**Your assignment**. Below are the records; copy each line in which "true" occurs.

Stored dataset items
=== Section Start ===

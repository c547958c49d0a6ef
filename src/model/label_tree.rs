//! Hierarchical taxonomy tree reconstructed from dotted labels.
//!
//! Provides:
//! * [`LabelTree<I>`] - the tree, stored in an arena of [LabelNode]s
//! * [NodeIndex] - the type used to index nodes in a tree
//! * [PreOrderIter] - depth-first traversal in first-appearance order

use crate::model::label_node::LabelNode;
use crate::parser::label_grammar::{join_key, key_to_id, parent_key};
use std::borrow::Cow;
use std::collections::{HashMap, HashSet};

/// Index of a node in a tree (arena).
pub type NodeIndex = usize;

/// Index of the synthetic root; it is always the first node in the arena.
pub const ROOT_INDEX: NodeIndex = 0;

// =#========================================================================#=
// LABEL TREE
// =#========================================================================#=
/// A taxonomy tree represented using the arena pattern on [LabelNode].
///
/// Nodes are stored in a contiguous vector and referenced by [NodeIndex];
/// a map from full key to index allows direct lookups.
///
/// Generic over `I`, the handle of the element each label came from
/// (use `()` when labels are plain strings).
///
/// # Structure
/// - The root is synthetic, has an empty key and sits at [ROOT_INDEX].
/// - Every other node is reachable from the root by its dotted `full_key`.
/// - Children are kept in the order their key first appeared in the input.
/// - Ancestors missing from the input exist as nodes without text.
///
/// # Construction
/// Trees are built by [LabelTreeBuilder](crate::model::LabelTreeBuilder) and
/// are not mutated afterwards. Test consistency with [`LabelTree::is_valid()`].
#[derive(Debug, Clone)]
pub struct LabelTree<I = ()> {
    /// Nodes of this tree (arena pattern), root first
    nodes: Vec<LabelNode<I>>,

    /// Map from full key to node index, root excluded
    lookup: HashMap<String, NodeIndex>,

    /// Prefix of node identifiers, e.g. `"rw-"`
    id_prefix: String,
}

// ============================================================================
// New, Construction (crate)
// ============================================================================
impl<I> LabelTree<I> {
    /// Creates a tree holding only the synthetic root.
    pub(crate) fn with_capacity(num_labels: usize, id_prefix: String) -> Self {
        let mut nodes = Vec::with_capacity(num_labels + 1);
        nodes.push(LabelNode::new_root(ROOT_INDEX));
        LabelTree {
            nodes,
            lookup: HashMap::with_capacity(num_labels),
            id_prefix,
        }
    }

    /// Returns the child of `parent` with the given segment, creating a
    /// synthetic node if there is none yet.
    ///
    /// # Returns
    /// The index of the child and whether it was created.
    pub(crate) fn child_or_insert(&mut self, parent: NodeIndex, segment: &str) -> (NodeIndex, bool) {
        let full_key = self.child_key(parent, segment);
        if let Some(&index) = self.lookup.get(&full_key) {
            return (index, false);
        }

        let index = self.nodes.len();
        self.nodes.push(LabelNode::new_synthetic(index, parent, segment.to_string(), full_key.clone()));
        self.nodes[parent].push_child(index);
        self.lookup.insert(full_key, index);
        (index, true)
    }

    /// Sets the id prefix and regenerates the ids of labelled nodes.
    pub(crate) fn set_id_prefix(&mut self, id_prefix: String) {
        self.id_prefix = id_prefix;
        for node in &mut self.nodes[1..] {
            if node.has_label() {
                let id = key_to_id(&self.id_prefix, node.full_key());
                node.set_id(id);
            }
        }
    }

    /// Returns the full key of a child of `parent` with the given segment.
    fn child_key(&self, parent: NodeIndex, segment: &str) -> String {
        if parent == ROOT_INDEX {
            segment.to_string()
        } else {
            join_key(self.nodes[parent].full_key(), segment)
        }
    }

    pub(crate) fn node_mut(&mut self, index: NodeIndex) -> &mut LabelNode<I> {
        &mut self.nodes[index]
    }
}

// ============================================================================
// Getters / Accessors, Lookups (pub)
// ============================================================================
impl<I> LabelTree<I> {
    /// Returns a reference to the synthetic root.
    pub fn root(&self) -> &LabelNode<I> {
        &self.nodes[ROOT_INDEX]
    }

    /// Returns a reference to the node at the given index.
    ///
    /// # Panics
    /// Panics if `index` is out of bounds.
    pub fn node(&self, index: NodeIndex) -> &LabelNode<I> {
        &self[index]
    }

    /// Returns the prefix used for node identifiers.
    pub fn id_prefix(&self) -> &str {
        &self.id_prefix
    }

    /// Returns the identifier of a node.
    ///
    /// Labelled nodes carry their id; synthetic ancestors get one derived
    /// the same way, so every rendered node can be addressed.
    pub fn node_id(&self, index: NodeIndex) -> Cow<'_, str> {
        match self[index].id() {
            Some(id) => Cow::Borrowed(id),
            None => Cow::Owned(key_to_id(&self.id_prefix, self[index].full_key())),
        }
    }

    /// Returns the node with the given full key, e.g. `"3.2.1"`.
    pub fn find(&self, full_key: &str) -> Option<&LabelNode<I>> {
        self.lookup.get(full_key).map(|&index| &self.nodes[index])
    }

    /// Returns the node for `full_key` if it carries a label, else the
    /// closest ancestor that does.
    ///
    /// The key is cut back at its last `.` until a labelled node turns up,
    /// so an over-specific or misspelled category resolves to the nearest
    /// one that exists.
    ///
    /// # Example
    /// ```
    /// use labeltree::model::LabelTreeBuilder;
    ///
    /// let tree = LabelTreeBuilder::parse(["3 Language", "3.2 Talk"]);
    /// assert_eq!(tree.nearest("3.2.9").unwrap().full_key(), "3.2");
    /// assert_eq!(tree.nearest("3.7").unwrap().full_key(), "3");
    /// assert!(tree.nearest("8.1").is_none());
    /// ```
    pub fn nearest(&self, full_key: &str) -> Option<&LabelNode<I>> {
        let mut candidate = Some(full_key);
        while let Some(key) = candidate {
            if let Some(node) = self.find(key).filter(|node| node.has_label()) {
                return Some(node);
            }
            candidate = parent_key(key);
        }
        None
    }

    /// Returns the parent of the given node, `None` for the root.
    pub fn parent(&self, index: NodeIndex) -> Option<&LabelNode<I>> {
        self[index].parent_index().map(|parent| &self.nodes[parent])
    }

    /// Returns an iterator over the children of the given node,
    /// in order of first appearance.
    pub fn children(&self, index: NodeIndex) -> impl Iterator<Item = &LabelNode<I>> {
        self[index].children().iter().map(move |&child| &self.nodes[child])
    }

    /// Returns an iterator over the top-level nodes.
    pub fn top_level(&self) -> impl Iterator<Item = &LabelNode<I>> {
        self.children(ROOT_INDEX)
    }

    /// Returns the depth of a node; top-level nodes have depth 1, the root 0.
    pub fn depth(&self, index: NodeIndex) -> usize {
        let mut depth = 0;
        let mut current = self[index].parent_index();
        while let Some(parent) = current {
            depth += 1;
            current = self.nodes[parent].parent_index();
        }
        depth
    }

    /// Returns the depth of the deepest node, 0 for an empty tree.
    pub fn max_depth(&self) -> usize {
        let mut depths = vec![0; self.nodes.len()];
        let mut max = 0;
        // Arena order puts parents before their children
        for node in &self.nodes[1..] {
            let depth = node.parent_index().map_or(0, |parent| depths[parent]) + 1;
            depths[node.index()] = depth;
            max = max.max(depth);
        }
        max
    }

    /// Returns the number of nodes, excluding the root.
    pub fn num_nodes(&self) -> usize {
        self.nodes.len() - 1
    }

    /// Returns the number of nodes an input label terminates at.
    pub fn num_labels(&self) -> usize {
        self.nodes.iter().filter(|node| node.has_label()).count()
    }

    /// Returns `true` if the tree holds nothing but the root.
    pub fn is_empty(&self) -> bool {
        self.nodes.len() == 1
    }

    /// Returns the full keys of all nodes but the root, in pre-order.
    pub fn full_keys(&self) -> Vec<&str> {
        self.pre_order_iter().skip(1).map(|node| node.full_key()).collect()
    }

    /// Validates the structure and all index references.
    ///
    /// Checks:
    /// - The root sits at [ROOT_INDEX], has no parent and an empty key
    /// - All node indices match their position in the arena
    /// - Every child points back to its parent
    /// - Every full key is the parent's full key joined with the node's key
    /// - Sibling keys are unique and the lookup map agrees with the arena
    /// - Node ids are unique
    ///
    /// # Returns
    /// `true` if tree is valid, `false` otherwise
    pub fn is_valid(&self) -> bool {
        let root = self.root();
        if !root.is_root() || root.index() != ROOT_INDEX || !root.full_key().is_empty() {
            return false;
        }

        if self.lookup.len() != self.nodes.len() - 1 {
            return false;
        }

        let mut ids = HashSet::with_capacity(self.nodes.len());
        for (index, node) in self.nodes.iter().enumerate() {
            if node.index() != index {
                return false;
            }

            // Only the root lacks a parent
            if node.is_root() != (index == ROOT_INDEX) {
                return false;
            }

            if let Some(parent) = node.parent_index() {
                let Some(parent_node) = self.nodes.get(parent) else {
                    return false;
                };
                if !parent_node.children().contains(&index) {
                    return false;
                }
                if self.child_key(parent, node.key()) != node.full_key() {
                    return false;
                }
                if self.lookup.get(node.full_key()) != Some(&index) {
                    return false;
                }
            }

            let mut seen = Vec::with_capacity(node.children().len());
            for &child in node.children() {
                let Some(child_node) = self.nodes.get(child) else {
                    return false;
                };
                if child_node.parent_index() != Some(index) || seen.contains(&child_node.key()) {
                    return false;
                }
                seen.push(child_node.key());
            }

            if node.has_label() != node.id().is_some() {
                return false;
            }
            if index != ROOT_INDEX && !ids.insert(self.node_id(index)) {
                return false;
            }
        }

        true
    }

    /// Returns an iterator over the tree in pre-order (parents before children),
    /// starting at the root and following first-appearance order among siblings.
    ///
    /// # Example
    /// ```
    /// use labeltree::model::LabelTreeBuilder;
    ///
    /// let tree = LabelTreeBuilder::parse(["1 A", "2 B", "1.1 C"]);
    /// let keys: Vec<_> = tree.pre_order_iter().map(|n| n.full_key()).collect();
    /// assert_eq!(keys, vec!["", "1", "1.1", "2"]);
    /// ```
    pub fn pre_order_iter(&self) -> PreOrderIter<'_, I> {
        PreOrderIter::new(self)
    }
}

impl<I> std::ops::Index<NodeIndex> for LabelTree<I> {
    type Output = LabelNode<I>;

    fn index(&self, index: NodeIndex) -> &Self::Output {
        &self.nodes[index]
    }
}

// =#========================================================================#=
// ITERATORS
// =#========================================================================#=
/// Iterator for pre-order traversal (parents before children).
///
/// Uses an explicit stack, so deep taxonomies don't recurse.
pub struct PreOrderIter<'a, I> {
    tree: &'a LabelTree<I>,
    stack: Vec<NodeIndex>,
}

impl<'a, I> PreOrderIter<'a, I> {
    fn new(tree: &'a LabelTree<I>) -> Self {
        PreOrderIter {
            tree,
            stack: vec![ROOT_INDEX],
        }
    }
}

impl<'a, I> Iterator for PreOrderIter<'a, I> {
    type Item = &'a LabelNode<I>;

    fn next(&mut self) -> Option<Self::Item> {
        let index = self.stack.pop()?;
        let node = &self.tree[index];

        // Push children in reverse, so the first one is visited first
        self.stack.extend(node.children().iter().rev());

        Some(node)
    }
}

=== Section End ===

**Result of the task**.
        (index, true)
    /// Returns `true` if the tree holds nothing but the root.
    /// `true` if tree is valid, `false` otherwise
        true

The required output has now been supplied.